Quand il faisait le tour de ses propriétés, tout le monde avait peur de lui. Pourtant, le prince avait le cœur tendre comme du beurre, doux comme du miel de fleurs. Un soir, au bal chez le marquis de Grandchic, Louis-Gaëtan eut un grand choc : il croisa la plus divine des jeunes filles qu’on puisse imaginer. Théobaldine de Cœur de Granite avait un teint de porcelaine, des cheveux dorés, une taille d’une finesse extrême : on aurait dit une poupée. Louis-Gaëtan s’avança vers elle, et il bafouilla en faisant un énorme effort pour surmonter sa timidité : – Dan... dan... danserez-vous ce menuet, mademoiselle ? Théobaldine ne put retenir une grimace en se retournant vers Louis-Gaëtan : – Hélas, monsieur, j’ai terriblement mal aux chevilles... Louis-Gaëtan était déçu : – Ah... Oh... Quel dommage... Une prochaine fois, peut-être ? – C’est cela... ou plutôt jamais ! pouffa-t-elle sous ses dentelles.

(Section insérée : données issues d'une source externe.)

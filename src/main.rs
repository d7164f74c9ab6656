use tracing::{error, info};

use preview_store::{Config, ScopedFileStore, WebServer};

#[tokio::main]
async fn main() {
    // Load configuration
    let config = match Config::load_with_env("config.toml") {
        Ok(config) => config,
        Err(e) => {
            eprintln!("Failed to load config.toml: {e}");
            eprintln!("Using default configuration.");
            let mut config = Config::default();
            config.apply_env_overrides();
            config
        }
    };

    // Initialize logging
    if let Err(e) = preview_store::logging::init(&config.logging) {
        eprintln!("Failed to initialize logging: {e}");
        preview_store::logging::init_console_only(&config.logging.level);
    }

    if let Err(e) = config.validate() {
        error!("Invalid configuration: {}", e);
        std::process::exit(1);
    }

    let store = match ScopedFileStore::new(&config.storage.path) {
        Ok(store) => store,
        Err(e) => {
            error!("Failed to initialize storage at {}: {}", config.storage.path, e);
            std::process::exit(1);
        }
    };
    info!("Storage root: {}", store.root().display());

    let server = match WebServer::new(&config.web, store) {
        Ok(server) => server,
        Err(e) => {
            error!("Failed to create web server: {}", e);
            std::process::exit(1);
        }
    };

    if let Err(e) = server.run().await {
        error!("Web server error: {}", e);
        std::process::exit(1);
    }
}
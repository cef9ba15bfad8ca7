//! Serial Registry Server
//!
//! LINE webhook bot that records user-supplied serial numbers in a relational
//! table and answers whether a serial is new, already registered, or deleted.

pub mod config;
pub mod db;
pub mod line;
pub mod serials;
pub mod webhook;
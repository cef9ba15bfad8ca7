//! Serial Registry Types

use chrono::{DateTime, Utc};
use serde::Serialize;

/// One registered serial number.
#[derive(Debug, Clone, Serialize, sqlx::FromRow)]
pub struct SerialRecord {
    #[sqlx(rename = "serialID")]
    pub serial_id: String,
    #[sqlx(rename = "Time")]
    pub registered_at: DateTime<Utc>,
}

/// A classified command extracted from an inbound text message.
///
/// The payload is the user-supplied identifier. Any string is accepted,
/// including the empty string; the registry does not validate content.
#[derive(Debug, Clone, PartialEq, Eq)]
pub enum Command {
    /// Look the serial up and register it if unseen.
    Register(String),
    /// Delete the serial's record if one exists.
    Delete(String),
}

impl Command {
    /// The identifier the command operates on.
    #[must_use]
    pub fn serial_id(&self) -> &str {
        match self {
            Self::Register(id) | Self::Delete(id) => id,
        }
    }
}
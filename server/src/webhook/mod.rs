//! HTTP Surface
//!
//! Router and shared application state for the webhook endpoint.

pub mod handlers;

use std::sync::Arc;

use axum::routing::{get, post};
use axum::{Json, Router};
use serde::Serialize;
use sqlx::PgPool;
use tower_http::trace::TraceLayer;

use crate::config::Config;
use crate::line::LineClient;

/// Shared application state.
#[derive(Clone)]
pub struct AppState {
    /// Database connection pool
    pub db: PgPool,
    /// Server configuration
    pub config: Arc<Config>,
    /// LINE reply API client
    pub line: LineClient,
}

impl AppState {
    /// Create new application state.
    #[must_use]
    pub fn new(db: PgPool, config: Config, line: LineClient) -> Self {
        Self {
            db,
            config: Arc::new(config),
            line,
        }
    }
}

/// Create the application router.
pub fn create_router(state: AppState) -> Router {
    Router::new()
        .route("/health", get(health_check))
        .route("/callback", post(handlers::callback))
        .layer(TraceLayer::new_for_http())
        .with_state(state)
}

/// Health check response.
#[derive(Serialize)]
struct HealthResponse {
    status: &'static str,
    version: &'static str,
}

/// Health check endpoint.
async fn health_check() -> Json<HealthResponse> {
    Json(HealthResponse {
        status: "ok",
        version: env!("CARGO_PKG_VERSION"),
    })
}
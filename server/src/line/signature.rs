//! HMAC-SHA256 Webhook Signature Verification
//!
//! LINE signs each webhook delivery by computing HMAC-SHA256 over the raw
//! request body with the channel secret and sending the base64-encoded digest
//! in the `X-Line-Signature` header.

use base64::engine::general_purpose::STANDARD as BASE64;
use base64::Engine;
use hmac::{Hmac, Mac};
use sha2::Sha256;

type HmacSha256 = Hmac<Sha256>;

/// Sign a payload with HMAC-SHA256 and return the base64-encoded signature.
pub fn sign_payload(secret: &str, payload: &[u8]) -> String {
    let mut mac =
        HmacSha256::new_from_slice(secret.as_bytes()).expect("HMAC can take key of any size");
    mac.update(payload);
    BASE64.encode(mac.finalize().into_bytes())
}

/// Verify an `X-Line-Signature` value against a raw request body.
pub fn verify_signature(secret: &str, payload: &[u8], signature: &str) -> bool {
    let expected = sign_payload(secret, payload);
    // Constant-time comparison
    expected.len() == signature.len()
        && expected
            .as_bytes()
            .iter()
            .zip(signature.as_bytes())
            .fold(0u8, |acc, (a, b)| acc | (a ^ b))
            == 0
}
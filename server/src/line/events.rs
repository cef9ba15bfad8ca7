//! LINE Webhook Event Types
//!
//! Serde types for the webhook envelope delivered to `POST /callback`.
//! Fields are camelCase on the wire. Event and message types other than
//! text messages deserialize losslessly and are ignored downstream, so a
//! single delivery may mix events this bot cares about with ones it does not.

use serde::Deserialize;

/// Top-level webhook request body.
#[derive(Debug, Clone, Deserialize)]
#[serde(rename_all = "camelCase")]
pub struct WebhookEnvelope {
    /// Bot user ID this delivery is addressed to.
    #[serde(default)]
    pub destination: Option<String>,
    /// Delivery batch; may be empty (LINE sends empty deliveries on verify).
    #[serde(default)]
    pub events: Vec<WebhookEvent>,
}

/// A single webhook event.
#[derive(Debug, Clone, Deserialize)]
#[serde(rename_all = "camelCase")]
pub struct WebhookEvent {
    /// Event type (`"message"`, `"follow"`, `"postback"`, ...).
    #[serde(rename = "type")]
    pub event_type: String,
    /// Single-use token addressing exactly one reply to this event.
    #[serde(default)]
    pub reply_token: Option<String>,
    /// Message content, present only for `"message"` events.
    #[serde(default)]
    pub message: Option<MessageContent>,
}

/// Message content of a `"message"` event.
#[derive(Debug, Clone, Deserialize)]
#[serde(rename_all = "camelCase")]
pub struct MessageContent {
    /// Message type (`"text"`, `"image"`, `"sticker"`, ...).
    #[serde(rename = "type")]
    pub message_type: String,
    /// Message ID.
    #[serde(default)]
    pub id: Option<String>,
    /// Text body, present only for `"text"` messages.
    #[serde(default)]
    pub text: Option<String>,
}

#[cfg(test)]
mod tests {
    use super::*;

    #[test]
    fn parses_text_message_event() {
        let body = r#"{
            "destination": "U0123456789abcdef",
            "events": [{
                "type": "message",
                "replyToken": "reply-token-1",
                "message": { "type": "text", "id": "468789577898262530", "text": "ABC123" }
            }]
        }"#;

        let envelope: WebhookEnvelope = serde_json::from_str(body).unwrap();
        assert_eq!(envelope.events.len(), 1);

        let event = &envelope.events[0];
        assert_eq!(event.event_type, "message");
        assert_eq!(event.reply_token.as_deref(), Some("reply-token-1"));
        assert_eq!(
            event.message.as_ref().unwrap().text.as_deref(),
            Some("ABC123")
        );
    }

    #[test]
    fn parses_non_message_event() {
        let body = r#"{
            "events": [{ "type": "follow", "replyToken": "reply-token-2" }]
        }"#;

        let envelope: WebhookEnvelope = serde_json::from_str(body).unwrap();
        let event = &envelope.events[0];
        assert_eq!(event.event_type, "follow");
        assert!(event.message.is_none());
    }

    #[test]
    fn parses_empty_delivery() {
        let envelope: WebhookEnvelope = serde_json::from_str(r#"{"events":[]}"#).unwrap();
        assert!(envelope.events.is_empty());
        assert!(envelope.destination.is_none());
    }

    #[test]
    fn tolerates_unknown_fields() {
        // LINE adds fields (mode, timestamp, source, webhookEventId, ...) that
        // this bot does not consume.
        let body = r#"{
            "destination": "U1",
            "events": [{
                "type": "message",
                "mode": "active",
                "timestamp": 1625665242211,
                "source": { "type": "user", "userId": "U2" },
                "replyToken": "tok",
                "message": { "type": "sticker", "id": "1", "stickerId": "3" }
            }]
        }"#;

        let envelope: WebhookEnvelope = serde_json::from_str(body).unwrap();
        assert_eq!(envelope.events[0].message.as_ref().unwrap().message_type, "sticker");
    }
}
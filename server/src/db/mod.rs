//! Database Layer
//!
//! `PostgreSQL` connection pool and migrations.

use std::time::Duration;

use anyhow::Result;
use sqlx::postgres::PgPoolOptions;
use sqlx::PgPool;
use tracing::info;

/// Create `PostgreSQL` connection pool with health configuration.
pub async fn create_pool(database_url: &str) -> Result<PgPool> {
    let pool = PgPoolOptions::new()
        // Keep minimum connections warm to prevent cold-start latency
        .min_connections(2)
        .max_connections(10)
        // Prevent hanging requests on pool exhaustion
        .acquire_timeout(Duration::from_secs(5))
        // Clean up idle connections to prevent stale connection issues
        .idle_timeout(Duration::from_secs(600))
        // Validate connections before use to catch stale/broken connections
        .test_before_acquire(true)
        .connect(database_url)
        .await?;

    info!("Connected to PostgreSQL");
    Ok(pool)
}

/// Run database migrations.
pub async fn run_migrations(pool: &PgPool) -> Result<()> {
    sqlx::migrate!("./migrations").run(pool).await?;
    info!("Database migrations completed");
    Ok(())
}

Louis-Gaëtan, désolé, quitta le bal peu après. Il ne vit pas Théobaldine danser toute la nuit avec d’autres que lui. À partir de ce soir-là, l’image de Théobaldine hanta Louis-Gaëtan. Il la voyait partout, le jour, la nuit, sur la lune, sous son lit... Théobaldine, de son côté, ne rit pas longtemps. À cette époque, en effet, les filles obéissaient à leurs parents. Pour tout. Pas seulement pour se laver les dents (D’ailleurs, qui aurait songé à se laver les dents ?). Or, Louis-Gaëtan était cousu d’or. Jamais les parents de Théobaldine n’avaient vu d’aussi riche prétendant tourner autour de leur fille. Elle eut beau gémir, hurler, trépigner, ils demeurèrent impitoyables : – Tu l’épouseras. Et point de chichis !
Le mariage eut donc lieu, en grands chichis. On grignota douze chevreuils, trois sangliers et mille trois cent cinquante-neuf faisans. Louis-Gaëtan était rayonnant. Il trônait au milieu de ses invités. Il aurait voulu que cette journée dure toute la vie. Sous sa couronne de diamants, Théobaldine pensait le contraire. Elle aurait préféré que cette journée s’arrête net. 2. Le coup du dahu Théobaldine était douce comme un oursin et gentille comme une flaque de gadoue. Le soir même du mariage, elle s’enferma à triple tour dans les appartements que Louis-Gaëtan avait fait décorer pour elle. Le jeune époux eut beau gémir et trépigner à la porte, elle ne le laissa pas entrer.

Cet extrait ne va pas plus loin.